The front page story last Thursday, regarding debate between developers and Latrobe City Council’s planning department, referred to a ‘Mr Guy’ calling on council to expedite development – this was State Planning Minister Matthew Guy.
Given John Guy’s long-time involvement in the Morwell community, including a stint as mayor, some readers assumed the comments were his. When The Express phoned John Guy to apologise for the confusion, having learned that some parties had already expressed their dissatisfaction about ‘his’ views to the Advance Morwell committee, fortunately he found the situation amusing.
He said he understood there might be concerns he was not lobbying hard enough for local developers, given Advance Morwell had long supported proposals for residential development in Morwell.
The story quoted ‘Mr Guy’ (meaning Matthew) as saying the State Government had rezoned large parcels of land in the Latrobe Valley, at the urgent request of council, with the expectation of seeing development occur on the sites “promptly”.

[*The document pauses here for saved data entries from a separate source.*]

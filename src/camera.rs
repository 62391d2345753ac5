// camera.rs — orbit camera fixed at the sphere center, plus billboard math

use glam::{Mat4, Vec3};

use crate::spherical::spherical_to_cartesian;

pub const DEFAULT_FOV_DEG: f32 = 75.0;
pub const MIN_FOV_DEG: f32 = 30.0;
pub const MAX_FOV_DEG: f32 = 100.0;

/// Elevation limit. Keeps the polar angle inside [45°, 135°] so the view can
/// never flip past a pole.
pub const PITCH_LIMIT_DEG: f32 = 45.0;

/// Yaw advance per second at `auto_rotate_speed == 1`.
const AUTO_ROTATE_DEG_PER_SEC: f32 = 6.0;

/// FOV change per wheel/pinch step, degrees.
const ZOOM_DEG_PER_STEP: f32 = 2.5;

/// The camera never translates; it only rotates about the origin, simulating
/// looking around from a fixed point.
#[derive(Debug, Clone)]
pub struct OrbitCamera {
    pub yaw: f32,
    pub pitch: f32,
    pub fov: f32,
}

impl Default for OrbitCamera {
    fn default() -> Self {
        Self::new()
    }
}

impl OrbitCamera {
    pub fn new() -> Self {
        Self {
            yaw: 0.0,
            pitch: 0.0,
            fov: DEFAULT_FOV_DEG,
        }
    }

    pub fn reset(&mut self) {
        *self = Self::new();
    }

    /// Unit vector the camera is looking along.
    pub fn look_dir(&self) -> Vec3 {
        spherical_to_cartesian(self.pitch, self.yaw, 1.0)
    }

    pub fn view_proj(&self, aspect: f32) -> Mat4 {
        let view = Mat4::look_at_rh(Vec3::ZERO, self.look_dir(), Vec3::Y);
        let proj = Mat4::perspective_rh(self.fov.to_radians(), aspect.max(1e-4), 0.1, 1500.0);
        proj * view
    }

    pub fn rotate(&mut self, dyaw: f32, dpitch: f32) {
        self.yaw = (self.yaw + dyaw).rem_euclid(360.0);
        self.pitch = (self.pitch + dpitch).clamp(-PITCH_LIMIT_DEG, PITCH_LIMIT_DEG);
    }

    /// Rotate by a screen-space drag delta in pixels. The per-pixel angular
    /// step is derived from the current FOV and viewport so a drag across the
    /// whole window sweeps roughly one field of view at any zoom level.
    pub fn rotate_by_drag(&mut self, dx: f32, dy: f32, width: f32, height: f32) {
        if width <= 0.0 || height <= 0.0 {
            return;
        }

        let v_fov = self.fov.to_radians();
        let aspect = width / height;
        let h_fov = 2.0 * ((v_fov / 2.0).tan() * aspect).atan();

        let yaw_per_px = (h_fov / width).to_degrees();
        let pitch_per_px = (v_fov / height).to_degrees();

        self.rotate(-dx * yaw_per_px, -dy * pitch_per_px);
    }

    /// Positive steps zoom in (narrower FOV).
    pub fn zoom(&mut self, steps: f32) {
        self.fov = (self.fov - steps * ZOOM_DEG_PER_STEP).clamp(MIN_FOV_DEG, MAX_FOV_DEG);
    }

    pub fn advance_auto_rotate(&mut self, speed: f32, dt: f32) {
        self.rotate(AUTO_ROTATE_DEG_PER_SEC * speed * dt, 0.0);
    }
}

/// Orthonormal (right, up) basis for a quad at `center` whose normal points
/// back at the origin, i.e. at the camera. Pure; the render loop only uses
/// the result to rebuild marker vertices.
pub fn billboard_basis(center: Vec3) -> (Vec3, Vec3) {
    let facing = match (-center).try_normalize() {
        Some(f) => f,
        None => return (Vec3::X, Vec3::Y),
    };

    let mut right = Vec3::Y.cross(facing);
    if right.length_squared() < 1e-6 {
        // Marker at a pole: the world up is parallel to the facing vector.
        right = Vec3::Z.cross(facing);
    }
    let right = right.normalize();
    let up = facing.cross(right).normalize();
    (right, up)
}

#[cfg(test)]
mod tests {
    use super::*;

    #[test]
    fn default_looks_along_x() {
        let cam = OrbitCamera::new();
        assert!(cam.look_dir().abs_diff_eq(Vec3::X, 1e-4));
        assert_eq!(cam.fov, DEFAULT_FOV_DEG);
    }

    #[test]
    fn pitch_never_escapes_clamp() {
        let mut cam = OrbitCamera::new();
        // A hostile drag sequence: huge sweeps in alternating directions.
        for (dx, dy) in [
            (0.0, 1e5),
            (300.0, -3e5),
            (-50.0, 2e4),
            (0.0, -1e6),
            (1e4, 1e6),
        ] {
            cam.rotate_by_drag(dx, dy, 1280.0, 720.0);
            assert!(cam.pitch >= -PITCH_LIMIT_DEG && cam.pitch <= PITCH_LIMIT_DEG);
        }
    }

    #[test]
    fn yaw_wraps_into_range() {
        let mut cam = OrbitCamera::new();
        cam.rotate(725.0, 0.0);
        assert!((cam.yaw - 5.0).abs() < 1e-3);
        cam.rotate(-10.0, 0.0);
        assert!((cam.yaw - 355.0).abs() < 1e-3);
    }

    #[test]
    fn zoom_respects_bounds() {
        let mut cam = OrbitCamera::new();
        cam.zoom(1000.0);
        assert_eq!(cam.fov, MIN_FOV_DEG);
        cam.zoom(-1000.0);
        assert_eq!(cam.fov, MAX_FOV_DEG);
    }

    #[test]
    fn auto_rotate_advances_yaw_monotonically() {
        let mut cam = OrbitCamera::new();
        let mut last = cam.yaw;
        for _ in 0..10 {
            cam.advance_auto_rotate(1.0, 0.5);
            assert!(cam.yaw > last);
            last = cam.yaw;
        }
        assert!((cam.yaw - 30.0).abs() < 1e-3); // 6°/s × 5 s
    }

    #[test]
    fn drag_scale_tracks_fov() {
        // Zoomed in, the same pixel drag must rotate less.
        let mut wide = OrbitCamera::new();
        let mut tight = OrbitCamera::new();
        tight.fov = MIN_FOV_DEG;

        wide.rotate_by_drag(100.0, 0.0, 1280.0, 720.0);
        tight.rotate_by_drag(100.0, 0.0, 1280.0, 720.0);

        let wide_swept = (360.0 - wide.yaw).min(wide.yaw);
        let tight_swept = (360.0 - tight.yaw).min(tight.yaw);
        assert!(tight_swept < wide_swept);
    }

    #[test]
    fn billboard_faces_origin() {
        for center in [
            Vec3::new(490.0, 0.0, 0.0),
            Vec3::new(0.0, 100.0, 300.0),
            Vec3::new(-20.0, 5.0, -1.0),
        ] {
            let (right, up) = billboard_basis(center);
            let normal = right.cross(up);
            let toward_camera = (-center).normalize();

            assert!((right.length() - 1.0).abs() < 1e-4);
            assert!((up.length() - 1.0).abs() < 1e-4);
            assert!(right.dot(up).abs() < 1e-4);
            assert!(
                normal.abs_diff_eq(toward_camera, 1e-4),
                "normal {normal} vs {toward_camera}"
            );
        }
    }

    #[test]
    fn billboard_survives_poles() {
        let (right, up) = billboard_basis(Vec3::new(0.0, 490.0, 0.0));
        assert!((right.cross(up) + Vec3::Y).length() < 1e-4);

        // Degenerate center: any orthonormal pair will do, but it must not panic.
        let (r0, u0) = billboard_basis(Vec3::ZERO);
        assert!(r0.dot(u0).abs() < 1e-4);
    }
}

However the minister also said he understood council had its own rationale for decisions which had been criticised by developers and the building industry.
John Guy concurred, saying Advance Morwell had long supported expanded residential development in Morwell and particularly supported the Toners Lane precinct proposal put forward by owner Steve Szabo.
“We don’t see any reason why this development should be delayed because of other developments within the area (precinct), with which it is connected,” he said.
He was referring to Development Plan Overlays imposed by council on large precincts, including Mr Szabo’s land, which requires all landowners within the boundary to agree on a plan for the area. On this topic there was consensus between both Mr Guys. The minister insisted DPOs did not have to be considered ‘holistically’, as was council’s position, but could be assessed in sections. John Guy agreed, saying he supported a push to see developments assessed in sections if it avoided lengthy delays to activity on a site.